On examination, however, it is found to be unjust, and therefore, to fail to in a point, according to Natural Law jurists, essential to a law, hence it is not a law.
[...]
From St. Thomas's standpoint, it is absurd to try to distinguish what law is from what law ought to be. Of course, civil law can be contrary to what law ought to be. Almost everyone agrees that law is a rule and measure (a standard) of human acts, if law does not have a standard distinguishing what is from what ought to be, if law contains no standard, it cannot be a measure and hence would lack an essential function of law or of Practical Reason."
Like I said, he takes a bit to get to the point, but this is the point. A law, like the one in Florida that allowed this moral, ethical and social tragedy to be endorsed by the state, is not legitimate law in the Thomistic sense, although it completely passes muster in the paradigm of Legal Positivism.
A lot of this comes down to essential belief. I hold the Thomistic view that Humanity is essentially ordered to that, which we call "good." There are reasons to believe this which have little to do with religion in general, much less Christian epistemlogy. The "Nash Equilibrium" is a good example of a mathematical concept of the idea that it is more beneficial for a society to work in concert for a general welfare or a generally agreed upon "good."
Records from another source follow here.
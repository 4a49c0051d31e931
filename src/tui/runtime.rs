use tokio::sync::mpsc;
use tracing::trace;

use super::action::Action;
use super::component::{Component, Effect, Element};
use super::components::App;
use super::reducer::reduce;
use super::state::AppState;

/// Component runtime - owns the state and processes actions
///
/// The Runtime is responsible for:
/// - Dispatching actions through the reducer
/// - Executing side effects asynchronously
/// - Building the virtual component tree
pub struct Runtime {
    /// Current application state
    state: AppState,

    /// Actions produced by completed effects
    action_rx: mpsc::UnboundedReceiver<Action>,

    /// Channel for queuing effects
    effect_tx: mpsc::UnboundedSender<Effect>,
}

impl Runtime {
    /// Create a new runtime and spawn its effect executor
    ///
    /// Must be called from within a tokio runtime.
    pub fn new(initial_state: AppState) -> Self {
        let (action_tx, action_rx) = mpsc::unbounded_channel();
        let (effect_tx, mut effect_rx) = mpsc::unbounded_channel();

        tokio::spawn(async move {
            Self::run_effect_executor(&mut effect_rx, action_tx).await;
        });

        Self {
            state: initial_state,
            action_rx,
            effect_tx,
        }
    }

    pub fn state(&self) -> &AppState {
        &self.state
    }

    /// Dispatch an action to be processed by the reducer
    ///
    /// Uses mem::take to avoid cloning AppState.
    pub fn dispatch(&mut self, action: Action) {
        trace!("ACTION: Dispatching {:?}", action);

        let state = std::mem::take(&mut self.state);
        let (new_state, effect) = reduce(state, action);
        self.state = new_state;

        self.execute_effect(effect);
    }

    fn execute_effect(&self, effect: Effect) {
        if let Effect::Async(_) = effect {
            trace!("ACTION: Queueing effect for async execution");
            let _ = self.effect_tx.send(effect);
        }
    }

    /// Process all pending actions in the queue
    ///
    /// Returns the number of actions processed
    pub fn process_actions(&mut self) -> usize {
        let mut count = 0;
        while let Ok(action) = self.action_rx.try_recv() {
            self.dispatch(action);
            count += 1;
        }
        count
    }

    /// Build the virtual element tree from current state
    pub fn build(&self) -> Element {
        App.view(&self.state)
    }

    /// Execute effects as they arrive, feeding resulting actions back
    async fn run_effect_executor(
        effect_rx: &mut mpsc::UnboundedReceiver<Effect>,
        action_tx: mpsc::UnboundedSender<Action>,
    ) {
        while let Some(effect) = effect_rx.recv().await {
            if let Effect::Async(future) = effect {
                let action_tx = action_tx.clone();
                tokio::spawn(async move {
                    let action = future.await;
                    let _ = action_tx.send(action);
                });
            }
        }
    }
}

#[cfg(test)]
mod tests {
    use super::*;
    use crate::config::{ConfigKey, ConfigStore};
    use crate::tui::action::PanelAction;
    use crate::tui::panel::Panel;
    use crate::tui::types::Function;
    use std::sync::{Arc, Mutex};
    use tempfile::TempDir;
    use tokio::time::{sleep, Duration, Instant};

    /// Process queued actions until `done` holds or a second has passed
    async fn process_until(runtime: &mut Runtime, done: impl Fn(&AppState) -> bool) {
        let start = Instant::now();
        while start.elapsed() < Duration::from_secs(1) {
            runtime.process_actions();
            if done(runtime.state()) {
                return;
            }
            sleep(Duration::from_millis(10)).await;
        }
    }

    #[tokio::test]
    async fn test_runtime_starts_on_first_entry() {
        let runtime = Runtime::new(AppState::new(ConfigStore::default()));

        assert_eq!(runtime.state().navigation.selected, Some(Function::Overview));
        assert_eq!(runtime.state().panel, Panel::Label(Function::Overview));
    }

    #[tokio::test]
    async fn test_dispatch_action() {
        let mut runtime = Runtime::new(AppState::default());

        runtime.dispatch(Action::SelectFunction(Function::Capture));

        assert_eq!(runtime.state().navigation.selected, Some(Function::Capture));
    }

    #[tokio::test]
    async fn test_process_actions_without_effects() {
        let mut runtime = Runtime::new(AppState::default());

        assert_eq!(runtime.process_actions(), 0);
        assert_eq!(runtime.state().navigation.selected, None);
    }

    #[tokio::test]
    async fn test_effect_execution() {
        let mut runtime = Runtime::new(AppState::default());

        let executed = Arc::new(Mutex::new(false));
        let executed_clone = executed.clone();
        let effect = Effect::Async(Box::pin(async move {
            *executed_clone.lock().unwrap() = true;
            Action::SelectFunction(Function::Help)
        }));

        runtime.effect_tx.send(effect).unwrap();
        process_until(&mut runtime, |state| state.navigation.selected.is_some()).await;

        assert!(*executed.lock().unwrap());
        assert_eq!(runtime.state().navigation.selected, Some(Function::Help));
    }

    #[tokio::test]
    async fn test_none_effect_queues_nothing() {
        let mut runtime = Runtime::new(AppState::default());

        runtime.execute_effect(Effect::None);
        sleep(Duration::from_millis(20)).await;

        assert_eq!(runtime.process_actions(), 0);
    }

    #[tokio::test]
    async fn test_settings_submit_round_trip() {
        let dir = TempDir::new().unwrap();
        let path = dir.path().join("bookholder.yaml");
        let config = ConfigStore::load_from(&path, Vec::new()).unwrap();
        let mut runtime = Runtime::new(AppState::new(config));

        runtime.dispatch(Action::SelectFunction(Function::Settings));
        runtime.dispatch(Action::FocusContent);
        for c in "books.internal".chars() {
            runtime.dispatch(Action::PanelAction(PanelAction::InsertChar(c)));
        }
        runtime.dispatch(Action::PanelAction(PanelAction::Submit));
        process_until(&mut runtime, |state| {
            state
                .system
                .status_message
                .as_deref()
                .is_some_and(|m| m.starts_with("Configuration saved"))
        })
        .await;

        let status = runtime.state().system.status_message.clone().unwrap_or_default();
        assert!(status.starts_with("Configuration saved at "), "status: {}", status);
        let reloaded = ConfigStore::load_from(&path, Vec::new()).unwrap();
        assert_eq!(reloaded.get(ConfigKey::Server), "books.internal");
    }

    #[tokio::test]
    async fn test_build_returns_component_tree() {
        let runtime = Runtime::new(AppState::default());

        match runtime.build() {
            Element::Container { children, .. } => assert_eq!(children.len(), 2),
            other => panic!("Expected container element from App component, got {:?}", other),
        }
    }
}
American jurisprudence needs to start to address this problem, because if we don't there are forces out there -- the Koch Boys, Sheldon Addleson, Mellon-Scaife, among others -- that take a radically different view of our Enlightenment Era founding documents and ideas and would re-write much of American law in a way that would fundamentally change the relationship between citizens and the state and with each other, with raw power being the only determinant.
Unless we get a handle on this, and I mean, like 10 minutes ago, we might as well just get a sharpie and scrawl the words: "That which pleases the prince, shall have the force of law" over the U. S. Constitution.